__WHAT NEEDS TO BE DONE__. The answer must consist of each line below that holds the word "derive", copied as it stands.

^^^^^^^^^^^^^^^^

//! Progress indicator for long-running background work.
//!
//! The supervisor spawns the work on the runtime's worker threads and, until
//! the work's join handle resolves, redraws a rotating indicator on a single
//! output line. It cannot cancel the work on request; it only gives up on it
//! once the deadline has passed.
use std::{future::Future, io::Write, time::Duration};

use console::style;
use log::{debug, error};
use tokio::time::{self, MissedTickBehavior};

use crate::{Result, SavedError};

/// The four indicator phases, drawn in order.
pub const SPINNER_GLYPHS: [char; 4] = ['-', '\\', '|', '/'];

/// Time each indicator phase stays on screen.
pub const DEFAULT_FRAME_INTERVAL: Duration = Duration::from_millis(250);

pub struct ProgressSupervisor<W: Write> {
    out: W,
    frame_interval: Duration,
    deadline: Duration,
    animate: bool,
}

impl<W: Write> ProgressSupervisor<W> {
    /// Creates a supervisor drawing on `out` that abandons work running
    /// longer than `deadline`.
    pub fn new(out: W, deadline: Duration) -> Self {
        Self {
            out,
            frame_interval: DEFAULT_FRAME_INTERVAL,
            deadline,
            animate: true,
        }
    }

    pub fn with_frame_interval(mut self, frame_interval: Duration) -> Self {
        self.frame_interval = frame_interval;
        self
    }

    /// Turns the rotating indicator off, e.g. when `out` is not a terminal.
    /// The completion message is still written.
    pub fn with_animation(mut self, animate: bool) -> Self {
        self.animate = animate;
        self
    }

    pub fn into_inner(self) -> W {
        self.out
    }

    /// Runs `work` on a worker task and shows progress until it finishes.
    ///
    /// Returns the work's own result. If the deadline passes first the task
    /// is aborted and [`SavedError::FetchTimedOut`] is returned.
    pub async fn run<T, F>(&mut self, label: &str, work: F) -> Result<T>
    where
        F: Future<Output = Result<T>> + Send + 'static,
        T: Send + 'static,
    {
        let mut worker = tokio::spawn(work);

        let mut ticker = time::interval(self.frame_interval);
        ticker.set_missed_tick_behavior(MissedTickBehavior::Skip);
        let deadline = time::sleep(self.deadline);
        tokio::pin!(deadline);

        let mut frame = 0usize;
        let joined = loop {
            tokio::select! {
                biased;

                joined = &mut worker => break joined,

                _ = &mut deadline => {
                    worker.abort();
                    self.clear_line(label)?;
                    error!("{} did not finish within {:?}", label, self.deadline);
                    return Err(SavedError::FetchTimedOut {
                        seconds: self.deadline.as_secs(),
                    });
                }

                _ = ticker.tick() => {
                    if self.animate {
                        self.draw(label, SPINNER_GLYPHS[frame % SPINNER_GLYPHS.len()])?;
                    }
                    frame += 1;
                }
            }
        };

        debug!("{} finished after {} frames", label, frame);
        self.clear_line(label)?;
        let result = joined.map_err(|e| SavedError::FetchFailed {
            message: format!("{} worker stopped unexpectedly: {}", label, e),
        })?;
        match &result {
            Ok(_) => writeln!(self.out, "{} {}", label, style("complete").green())?,
            Err(_) => writeln!(self.out, "{} {}", label, style("failed").red())?,
        }
        self.out.flush()?;

        result
    }

    fn draw(&mut self, label: &str, glyph: char) -> Result<()> {
        write!(self.out, "\r{} {}", label, glyph)?;
        self.out.flush()?;
        Ok(())
    }

    fn clear_line(&mut self, label: &str) -> Result<()> {
        if self.animate {
            // label, space and glyph
            write!(self.out, "\r{}\r", " ".repeat(label.chars().count() + 2))?;
        }
        Ok(())
    }
}

#[cfg(test)]
mod tests {
    use super::*;

    fn supervisor(deadline: Duration) -> ProgressSupervisor<Vec<u8>> {
        ProgressSupervisor::new(Vec::new(), deadline).with_frame_interval(Duration::from_millis(5))
    }

    #[tokio::test]
    async fn returns_worker_result_and_reports_completion() {
        let mut progress = supervisor(Duration::from_secs(5));

        let value = progress
            .run("Fetching", async {
                time::sleep(Duration::from_millis(40)).await;
                Ok(42)
            })
            .await
            .unwrap();

        assert_eq!(value, 42);
        let output = String::from_utf8(progress.into_inner()).unwrap();
        assert!(output.contains("Fetching -"));
        assert!(output.contains("complete"));
    }

    #[tokio::test]
    async fn indicator_cycles_through_all_phases() {
        let mut progress = supervisor(Duration::from_secs(5));

        progress
            .run("Working", async {
                time::sleep(Duration::from_millis(100)).await;
                Ok(())
            })
            .await
            .unwrap();

        let output = String::from_utf8(progress.into_inner()).unwrap();
        for glyph in SPINNER_GLYPHS {
            assert!(
                output.contains(&format!("\rWorking {glyph}")),
                "missing phase {glyph:?}"
            );
        }
    }

    #[tokio::test]
    async fn worker_errors_are_passed_through() {
        let mut progress = supervisor(Duration::from_secs(5));

        let err = progress
            .run::<(), _>("Fetching", async {
                Err(SavedError::FetchFailed {
                    message: "HTTP 500".to_string(),
                })
            })
            .await
            .unwrap_err();

        assert!(err.to_string().contains("HTTP 500"));
        let output = String::from_utf8(progress.into_inner()).unwrap();
        assert!(!output.contains("complete"));
        assert!(output.contains("failed"));
    }

    #[tokio::test]
    async fn deadline_abandons_hung_work() {
        let mut progress = supervisor(Duration::from_millis(30));

        let err = progress
            .run::<(), _>("Fetching", async {
                time::sleep(Duration::from_secs(3600)).await;
                Ok(())
            })
            .await
            .unwrap_err();

        assert!(matches!(err, SavedError::FetchTimedOut { .. }));
        let output = String::from_utf8(progress.into_inner()).unwrap();
        assert!(!output.contains("complete"));
    }

    #[tokio::test]
    async fn without_animation_only_completion_is_written() {
        let mut progress = supervisor(Duration::from_secs(5)).with_animation(false);

        progress
            .run("Fetching", async {
                time::sleep(Duration::from_millis(20)).await;
                Ok(())
            })
            .await
            .unwrap();

        let output = String::from_utf8(progress.into_inner()).unwrap();
        assert!(!output.contains('\r'));
        assert!(output.starts_with("Fetching "));
        assert!(output.contains("complete"));
    }

    #[tokio::test]
    async fn panicking_worker_is_reported_as_fetch_failure() {
        let mut progress = supervisor(Duration::from_secs(5));

        let err = progress
            .run("Fetching", async {
                let fail = true;
                if fail {
                    panic!("boom");
                }
                Ok(())
            })
            .await
            .unwrap_err();

        assert!(matches!(err, SavedError::FetchFailed { .. }));
        let output = String::from_utf8(progress.into_inner()).unwrap();
        assert!(!output.contains("complete"));
    }
}
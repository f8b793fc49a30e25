//! Command-line surface of the redditsaved application.
mod app;
mod args;

pub use app::*;
pub use args::*;
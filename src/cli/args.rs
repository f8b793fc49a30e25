use std::path::PathBuf;

use clap::Parser;

use crate::{DEFAULT_BACKUP_FILE, DEFAULT_FETCH_LIMIT, DEFAULT_REPORT_FILE};

/// Main CLI application arguments
#[derive(Parser, Debug)]
#[clap(
    name = "redditsaved",
    version,
    about = "Finds, backs up and filters the saved posts of a Reddit account"
)]
pub struct Cli {
    /// Keep items whose title contains any of these terms
    #[clap(short = 's', long = "search", value_name = "TERM", num_args = 1..)]
    pub search: Option<Vec<String>>,

    /// Keep items posted in a community whose name contains any of these terms
    #[clap(short = 'r', long = "community", value_name = "NAME", num_args = 1..)]
    pub community: Option<Vec<String>>,

    /// Number of saved items to fetch (at most 1000)
    #[clap(
        short = 'n',
        long = "number",
        default_value_t = DEFAULT_FETCH_LIMIT,
        value_parser = clap::value_parser!(u32).range(1..)
    )]
    pub number: u32,

    /// Path to the configuration file
    #[clap(short = 'c', long, value_parser)]
    pub config: Option<PathBuf>,

    /// Path of the HTML report
    #[clap(short = 'o', long, default_value = DEFAULT_REPORT_FILE)]
    pub output: PathBuf,

    /// Merge the items of a previously written backup into the results
    #[clap(long, value_name = "PATH", num_args = 0..=1, default_missing_value = DEFAULT_BACKUP_FILE)]
    pub backup_read: Option<PathBuf>,

    /// Write the fetched items to a backup file
    #[clap(long, value_name = "PATH", num_args = 0..=1, default_missing_value = DEFAULT_BACKUP_FILE)]
    pub backup_write: Option<PathBuf>,

    /// Remove the report file and exit
    #[clap(long)]
    pub clean: bool,

    /// Verbose output mode
    #[clap(short, long)]
    pub verbose: bool,
}

impl Cli {
    pub fn run_options(&self) -> RunOptions {
        RunOptions {
            title_terms: self.search.clone(),
            community_terms: self.community.clone(),
            limit: self.number,
            output: self.output.clone(),
            backup_read: self.backup_read.clone(),
            backup_write: self.backup_write.clone(),
        }
    }
}

/// What a single fetch-and-report run should do.
#[derive(Debug, Clone, Default)]
pub struct RunOptions {
    pub title_terms: Option<Vec<String>>,
    pub community_terms: Option<Vec<String>>,
    /// Requested fetch size, clamped before use
    pub limit: u32,
    pub output: PathBuf,
    pub backup_read: Option<PathBuf>,
    pub backup_write: Option<PathBuf>,
}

^^^^^^^^^^^^^^^^

__RESULT OF THIS TASK__.
#[derive(Parser, Debug)]
#[derive(Debug, Clone, Default)]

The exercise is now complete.